- [Work required]: Copy exactly, and only, the lines that start at the line containing "let (mut cache, _) = cache();" and end at the last line of the material below.

- [Entries shown]:

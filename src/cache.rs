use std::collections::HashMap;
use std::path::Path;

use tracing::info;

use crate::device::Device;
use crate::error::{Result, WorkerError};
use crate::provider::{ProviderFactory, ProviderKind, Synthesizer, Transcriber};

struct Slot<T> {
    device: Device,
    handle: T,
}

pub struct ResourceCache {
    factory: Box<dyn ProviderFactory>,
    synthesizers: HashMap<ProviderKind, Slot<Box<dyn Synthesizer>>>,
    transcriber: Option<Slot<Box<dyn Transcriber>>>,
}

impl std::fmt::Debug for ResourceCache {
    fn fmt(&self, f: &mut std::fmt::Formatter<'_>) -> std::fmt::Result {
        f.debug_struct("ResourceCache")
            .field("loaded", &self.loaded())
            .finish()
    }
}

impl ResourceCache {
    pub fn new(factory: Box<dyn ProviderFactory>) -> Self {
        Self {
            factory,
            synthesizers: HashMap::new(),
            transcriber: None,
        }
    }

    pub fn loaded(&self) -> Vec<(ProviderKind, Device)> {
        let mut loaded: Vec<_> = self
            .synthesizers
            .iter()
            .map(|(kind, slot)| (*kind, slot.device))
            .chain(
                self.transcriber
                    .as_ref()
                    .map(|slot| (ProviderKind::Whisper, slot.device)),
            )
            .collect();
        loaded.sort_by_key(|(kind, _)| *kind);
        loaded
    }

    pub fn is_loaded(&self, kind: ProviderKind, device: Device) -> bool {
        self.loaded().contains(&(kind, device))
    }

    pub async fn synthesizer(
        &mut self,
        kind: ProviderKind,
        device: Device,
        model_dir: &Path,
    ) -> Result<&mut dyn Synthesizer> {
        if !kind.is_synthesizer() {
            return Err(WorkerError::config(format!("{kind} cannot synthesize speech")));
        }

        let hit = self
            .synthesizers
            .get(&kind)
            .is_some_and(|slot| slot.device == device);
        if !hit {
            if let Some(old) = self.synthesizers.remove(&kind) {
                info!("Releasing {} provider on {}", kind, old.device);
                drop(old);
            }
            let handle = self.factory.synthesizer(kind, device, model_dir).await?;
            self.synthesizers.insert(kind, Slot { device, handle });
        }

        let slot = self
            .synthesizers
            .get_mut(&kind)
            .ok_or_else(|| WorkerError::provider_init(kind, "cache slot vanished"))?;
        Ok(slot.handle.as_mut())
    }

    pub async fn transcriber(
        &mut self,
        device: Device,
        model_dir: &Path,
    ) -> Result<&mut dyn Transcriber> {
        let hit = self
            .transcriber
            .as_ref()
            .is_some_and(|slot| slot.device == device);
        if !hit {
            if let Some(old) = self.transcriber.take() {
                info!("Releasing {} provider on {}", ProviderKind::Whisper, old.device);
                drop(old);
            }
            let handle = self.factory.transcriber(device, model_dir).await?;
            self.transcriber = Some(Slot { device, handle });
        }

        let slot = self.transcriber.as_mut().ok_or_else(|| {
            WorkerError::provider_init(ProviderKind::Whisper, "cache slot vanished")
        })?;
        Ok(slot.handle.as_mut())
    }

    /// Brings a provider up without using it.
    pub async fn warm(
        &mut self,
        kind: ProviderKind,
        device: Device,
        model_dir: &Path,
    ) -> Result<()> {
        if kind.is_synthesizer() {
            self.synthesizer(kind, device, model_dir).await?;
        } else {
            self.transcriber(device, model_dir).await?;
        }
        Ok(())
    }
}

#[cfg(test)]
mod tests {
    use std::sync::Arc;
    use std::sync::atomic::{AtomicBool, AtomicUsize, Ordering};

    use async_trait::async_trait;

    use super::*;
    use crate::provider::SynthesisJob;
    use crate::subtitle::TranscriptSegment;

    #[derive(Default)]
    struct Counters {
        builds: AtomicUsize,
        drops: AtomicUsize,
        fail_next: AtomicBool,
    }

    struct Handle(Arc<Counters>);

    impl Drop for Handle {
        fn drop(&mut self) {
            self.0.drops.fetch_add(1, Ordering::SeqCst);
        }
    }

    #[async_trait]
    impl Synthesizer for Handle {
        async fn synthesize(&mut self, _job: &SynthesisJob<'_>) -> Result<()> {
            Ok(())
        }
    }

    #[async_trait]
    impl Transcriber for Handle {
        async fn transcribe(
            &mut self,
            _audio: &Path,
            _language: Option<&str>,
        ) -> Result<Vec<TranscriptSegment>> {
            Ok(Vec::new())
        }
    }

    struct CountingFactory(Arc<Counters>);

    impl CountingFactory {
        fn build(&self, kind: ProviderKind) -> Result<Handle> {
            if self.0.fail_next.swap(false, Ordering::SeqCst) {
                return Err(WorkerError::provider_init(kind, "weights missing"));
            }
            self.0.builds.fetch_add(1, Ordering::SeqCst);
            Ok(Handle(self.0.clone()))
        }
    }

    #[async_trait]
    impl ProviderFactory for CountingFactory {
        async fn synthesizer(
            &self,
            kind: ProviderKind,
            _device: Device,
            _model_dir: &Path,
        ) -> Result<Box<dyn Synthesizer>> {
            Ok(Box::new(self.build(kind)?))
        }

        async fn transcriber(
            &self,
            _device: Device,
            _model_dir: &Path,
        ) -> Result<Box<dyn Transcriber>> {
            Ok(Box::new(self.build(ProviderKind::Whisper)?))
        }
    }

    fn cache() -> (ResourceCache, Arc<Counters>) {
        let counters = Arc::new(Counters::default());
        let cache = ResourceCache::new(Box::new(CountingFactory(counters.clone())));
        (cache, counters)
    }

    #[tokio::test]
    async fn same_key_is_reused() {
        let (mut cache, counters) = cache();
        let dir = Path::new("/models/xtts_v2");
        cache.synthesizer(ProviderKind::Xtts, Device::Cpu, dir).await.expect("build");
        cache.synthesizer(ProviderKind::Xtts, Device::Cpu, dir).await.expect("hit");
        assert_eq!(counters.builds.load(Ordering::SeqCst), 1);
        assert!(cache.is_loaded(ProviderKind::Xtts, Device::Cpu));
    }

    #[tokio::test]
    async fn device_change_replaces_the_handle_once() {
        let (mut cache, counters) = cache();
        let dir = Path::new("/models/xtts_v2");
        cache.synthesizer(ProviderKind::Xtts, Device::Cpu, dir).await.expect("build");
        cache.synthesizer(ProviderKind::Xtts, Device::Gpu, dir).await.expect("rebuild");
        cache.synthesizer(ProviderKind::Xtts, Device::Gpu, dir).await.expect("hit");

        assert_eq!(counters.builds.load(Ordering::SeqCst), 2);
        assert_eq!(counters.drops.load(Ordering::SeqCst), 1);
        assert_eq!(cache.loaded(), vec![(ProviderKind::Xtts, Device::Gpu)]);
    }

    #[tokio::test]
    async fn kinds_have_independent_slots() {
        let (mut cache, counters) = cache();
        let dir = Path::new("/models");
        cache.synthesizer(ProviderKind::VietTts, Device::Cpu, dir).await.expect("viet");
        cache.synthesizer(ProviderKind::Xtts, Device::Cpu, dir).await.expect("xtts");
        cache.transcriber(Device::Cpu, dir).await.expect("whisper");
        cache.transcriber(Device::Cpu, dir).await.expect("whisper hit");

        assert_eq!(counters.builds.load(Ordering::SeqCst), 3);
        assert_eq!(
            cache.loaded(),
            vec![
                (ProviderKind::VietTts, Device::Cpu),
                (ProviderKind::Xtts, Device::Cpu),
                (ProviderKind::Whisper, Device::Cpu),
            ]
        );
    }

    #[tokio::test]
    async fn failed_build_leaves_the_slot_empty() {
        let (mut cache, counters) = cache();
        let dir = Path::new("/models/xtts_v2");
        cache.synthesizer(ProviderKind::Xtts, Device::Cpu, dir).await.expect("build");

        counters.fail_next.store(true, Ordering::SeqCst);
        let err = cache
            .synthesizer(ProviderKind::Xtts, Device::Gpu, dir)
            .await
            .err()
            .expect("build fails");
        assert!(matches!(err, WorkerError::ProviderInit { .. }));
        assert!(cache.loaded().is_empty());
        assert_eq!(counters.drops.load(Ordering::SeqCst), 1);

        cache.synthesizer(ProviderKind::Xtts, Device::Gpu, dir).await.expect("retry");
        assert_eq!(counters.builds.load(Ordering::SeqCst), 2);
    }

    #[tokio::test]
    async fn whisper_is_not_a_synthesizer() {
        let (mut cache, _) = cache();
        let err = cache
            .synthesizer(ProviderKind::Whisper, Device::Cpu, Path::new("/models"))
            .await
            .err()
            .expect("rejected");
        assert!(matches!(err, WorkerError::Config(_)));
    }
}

- [Result]:
        let (mut cache, _) = cache();
        let err = cache
            .synthesizer(ProviderKind::Whisper, Device::Cpu, Path::new("/models"))
            .await
            .err()
            .expect("rejected");
        assert!(matches!(err, WorkerError::Config(_)));
    }
}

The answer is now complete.